* _What is being asked_: Only one span of the listing below should come back. It runs from the line with "w.f32(v.z);" through the line with "which already fits", and each of its lines must be reproduced exactly.

####

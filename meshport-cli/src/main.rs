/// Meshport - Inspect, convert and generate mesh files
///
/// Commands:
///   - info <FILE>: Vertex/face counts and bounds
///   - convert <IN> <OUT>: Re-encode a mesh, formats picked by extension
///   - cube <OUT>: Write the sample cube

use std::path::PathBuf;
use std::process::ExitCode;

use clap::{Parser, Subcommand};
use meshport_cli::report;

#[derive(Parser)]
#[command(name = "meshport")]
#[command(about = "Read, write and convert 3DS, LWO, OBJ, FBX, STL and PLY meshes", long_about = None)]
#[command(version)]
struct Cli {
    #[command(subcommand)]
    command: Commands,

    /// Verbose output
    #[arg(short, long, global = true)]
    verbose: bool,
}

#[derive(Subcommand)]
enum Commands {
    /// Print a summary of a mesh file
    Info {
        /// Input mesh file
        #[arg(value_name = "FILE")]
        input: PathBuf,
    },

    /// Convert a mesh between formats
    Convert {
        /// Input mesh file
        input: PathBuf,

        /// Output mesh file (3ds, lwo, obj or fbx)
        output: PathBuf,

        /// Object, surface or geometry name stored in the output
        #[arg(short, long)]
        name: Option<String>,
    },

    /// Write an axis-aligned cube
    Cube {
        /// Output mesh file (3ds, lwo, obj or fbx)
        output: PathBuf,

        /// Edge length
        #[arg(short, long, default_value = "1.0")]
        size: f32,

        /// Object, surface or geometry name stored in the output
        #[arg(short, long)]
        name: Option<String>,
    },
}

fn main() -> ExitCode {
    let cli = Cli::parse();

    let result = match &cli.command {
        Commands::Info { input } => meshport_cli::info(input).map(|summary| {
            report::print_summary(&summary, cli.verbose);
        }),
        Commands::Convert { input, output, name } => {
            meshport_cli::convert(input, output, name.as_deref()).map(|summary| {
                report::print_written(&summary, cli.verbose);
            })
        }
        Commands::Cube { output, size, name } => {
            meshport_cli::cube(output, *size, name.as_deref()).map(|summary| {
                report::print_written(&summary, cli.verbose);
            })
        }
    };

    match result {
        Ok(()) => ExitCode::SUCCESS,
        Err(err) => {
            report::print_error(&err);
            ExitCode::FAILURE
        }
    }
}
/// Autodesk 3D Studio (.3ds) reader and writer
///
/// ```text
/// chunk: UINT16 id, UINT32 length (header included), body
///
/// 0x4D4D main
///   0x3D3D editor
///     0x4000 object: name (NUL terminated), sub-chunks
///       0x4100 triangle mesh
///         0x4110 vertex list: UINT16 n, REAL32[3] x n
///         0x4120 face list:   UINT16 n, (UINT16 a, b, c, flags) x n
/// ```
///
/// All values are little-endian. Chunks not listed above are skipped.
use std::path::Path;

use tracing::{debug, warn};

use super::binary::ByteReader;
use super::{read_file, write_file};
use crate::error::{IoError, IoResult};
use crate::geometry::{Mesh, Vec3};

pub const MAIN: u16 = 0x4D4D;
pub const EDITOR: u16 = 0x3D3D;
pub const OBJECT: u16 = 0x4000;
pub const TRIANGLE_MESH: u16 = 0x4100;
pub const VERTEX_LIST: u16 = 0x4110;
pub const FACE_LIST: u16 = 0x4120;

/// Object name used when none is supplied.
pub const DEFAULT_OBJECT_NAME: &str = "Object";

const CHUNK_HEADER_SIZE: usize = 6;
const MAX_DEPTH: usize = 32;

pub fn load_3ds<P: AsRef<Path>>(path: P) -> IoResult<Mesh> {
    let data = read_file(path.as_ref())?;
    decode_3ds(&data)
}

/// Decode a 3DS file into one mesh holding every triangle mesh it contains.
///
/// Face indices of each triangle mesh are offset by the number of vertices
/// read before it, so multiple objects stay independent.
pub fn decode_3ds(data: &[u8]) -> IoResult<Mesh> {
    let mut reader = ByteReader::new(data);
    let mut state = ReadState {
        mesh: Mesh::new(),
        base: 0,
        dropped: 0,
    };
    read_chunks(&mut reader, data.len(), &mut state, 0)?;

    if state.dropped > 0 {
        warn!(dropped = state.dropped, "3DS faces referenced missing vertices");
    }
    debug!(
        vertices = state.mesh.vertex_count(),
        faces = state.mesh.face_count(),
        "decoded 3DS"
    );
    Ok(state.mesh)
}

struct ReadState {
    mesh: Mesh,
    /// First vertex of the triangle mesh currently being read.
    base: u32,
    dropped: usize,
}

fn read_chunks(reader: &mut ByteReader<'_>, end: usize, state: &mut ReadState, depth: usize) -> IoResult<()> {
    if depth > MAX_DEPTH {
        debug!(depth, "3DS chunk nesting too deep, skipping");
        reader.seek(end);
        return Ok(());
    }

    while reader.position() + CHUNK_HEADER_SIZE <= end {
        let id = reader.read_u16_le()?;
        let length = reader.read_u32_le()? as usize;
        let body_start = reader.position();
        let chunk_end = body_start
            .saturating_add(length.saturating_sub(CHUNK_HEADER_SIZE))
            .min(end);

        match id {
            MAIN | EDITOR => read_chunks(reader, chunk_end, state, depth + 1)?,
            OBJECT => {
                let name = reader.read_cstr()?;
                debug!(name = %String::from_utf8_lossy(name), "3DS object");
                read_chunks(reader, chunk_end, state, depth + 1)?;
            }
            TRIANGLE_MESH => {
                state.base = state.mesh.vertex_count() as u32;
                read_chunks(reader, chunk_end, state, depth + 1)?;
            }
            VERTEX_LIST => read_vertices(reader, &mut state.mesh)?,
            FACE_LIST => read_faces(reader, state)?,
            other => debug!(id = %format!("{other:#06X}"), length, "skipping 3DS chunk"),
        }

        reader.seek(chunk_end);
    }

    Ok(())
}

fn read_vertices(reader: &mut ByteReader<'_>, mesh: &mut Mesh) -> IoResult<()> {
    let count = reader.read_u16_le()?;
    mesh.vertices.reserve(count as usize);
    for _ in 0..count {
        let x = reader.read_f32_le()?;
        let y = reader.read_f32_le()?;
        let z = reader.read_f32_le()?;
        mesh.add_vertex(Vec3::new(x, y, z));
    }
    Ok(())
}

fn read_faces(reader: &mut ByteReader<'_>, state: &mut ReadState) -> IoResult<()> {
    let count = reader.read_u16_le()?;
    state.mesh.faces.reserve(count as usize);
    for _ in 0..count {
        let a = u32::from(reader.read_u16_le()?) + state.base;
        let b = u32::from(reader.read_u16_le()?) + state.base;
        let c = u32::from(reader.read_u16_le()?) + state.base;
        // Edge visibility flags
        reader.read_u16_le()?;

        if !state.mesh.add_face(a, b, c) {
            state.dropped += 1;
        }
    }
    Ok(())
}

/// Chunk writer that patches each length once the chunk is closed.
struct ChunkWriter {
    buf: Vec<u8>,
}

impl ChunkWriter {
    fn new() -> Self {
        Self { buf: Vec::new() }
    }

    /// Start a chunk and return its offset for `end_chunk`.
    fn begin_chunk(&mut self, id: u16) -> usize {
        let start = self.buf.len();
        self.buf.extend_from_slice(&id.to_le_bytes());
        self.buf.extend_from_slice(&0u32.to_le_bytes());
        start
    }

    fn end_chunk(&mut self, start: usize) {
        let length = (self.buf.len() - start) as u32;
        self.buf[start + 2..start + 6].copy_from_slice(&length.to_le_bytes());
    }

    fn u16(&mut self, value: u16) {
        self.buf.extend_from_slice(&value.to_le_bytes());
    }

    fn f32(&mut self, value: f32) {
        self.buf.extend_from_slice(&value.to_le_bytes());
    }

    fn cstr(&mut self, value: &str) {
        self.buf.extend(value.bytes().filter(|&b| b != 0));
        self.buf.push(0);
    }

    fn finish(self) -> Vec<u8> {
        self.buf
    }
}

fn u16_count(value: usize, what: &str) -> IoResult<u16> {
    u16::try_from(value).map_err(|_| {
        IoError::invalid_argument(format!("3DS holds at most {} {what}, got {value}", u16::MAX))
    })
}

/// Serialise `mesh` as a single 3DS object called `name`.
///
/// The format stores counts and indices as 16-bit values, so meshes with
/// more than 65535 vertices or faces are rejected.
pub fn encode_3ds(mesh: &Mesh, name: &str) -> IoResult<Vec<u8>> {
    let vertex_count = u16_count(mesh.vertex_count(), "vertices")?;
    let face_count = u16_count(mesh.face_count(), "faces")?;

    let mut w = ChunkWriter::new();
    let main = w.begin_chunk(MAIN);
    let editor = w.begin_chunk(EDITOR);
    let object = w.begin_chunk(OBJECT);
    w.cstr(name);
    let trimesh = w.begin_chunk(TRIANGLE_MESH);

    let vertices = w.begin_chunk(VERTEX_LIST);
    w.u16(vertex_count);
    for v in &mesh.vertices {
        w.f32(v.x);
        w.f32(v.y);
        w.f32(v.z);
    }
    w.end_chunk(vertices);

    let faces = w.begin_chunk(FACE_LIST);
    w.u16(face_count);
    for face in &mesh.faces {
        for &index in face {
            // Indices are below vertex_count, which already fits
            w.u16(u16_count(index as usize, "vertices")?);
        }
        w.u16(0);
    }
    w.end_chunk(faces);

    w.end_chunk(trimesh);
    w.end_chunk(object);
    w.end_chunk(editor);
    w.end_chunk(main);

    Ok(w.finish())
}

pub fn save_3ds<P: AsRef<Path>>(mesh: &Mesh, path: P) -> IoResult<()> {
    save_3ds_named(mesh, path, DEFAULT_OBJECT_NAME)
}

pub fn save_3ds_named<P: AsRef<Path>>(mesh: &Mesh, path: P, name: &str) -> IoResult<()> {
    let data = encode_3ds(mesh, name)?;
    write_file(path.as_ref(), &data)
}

####

* _Written answer_:
        w.f32(v.z);
    }
    w.end_chunk(vertices);

    let faces = w.begin_chunk(FACE_LIST);
    w.u16(face_count);
    for face in &mesh.faces {
        for &index in face {
            // Indices are below vertex_count, which already fits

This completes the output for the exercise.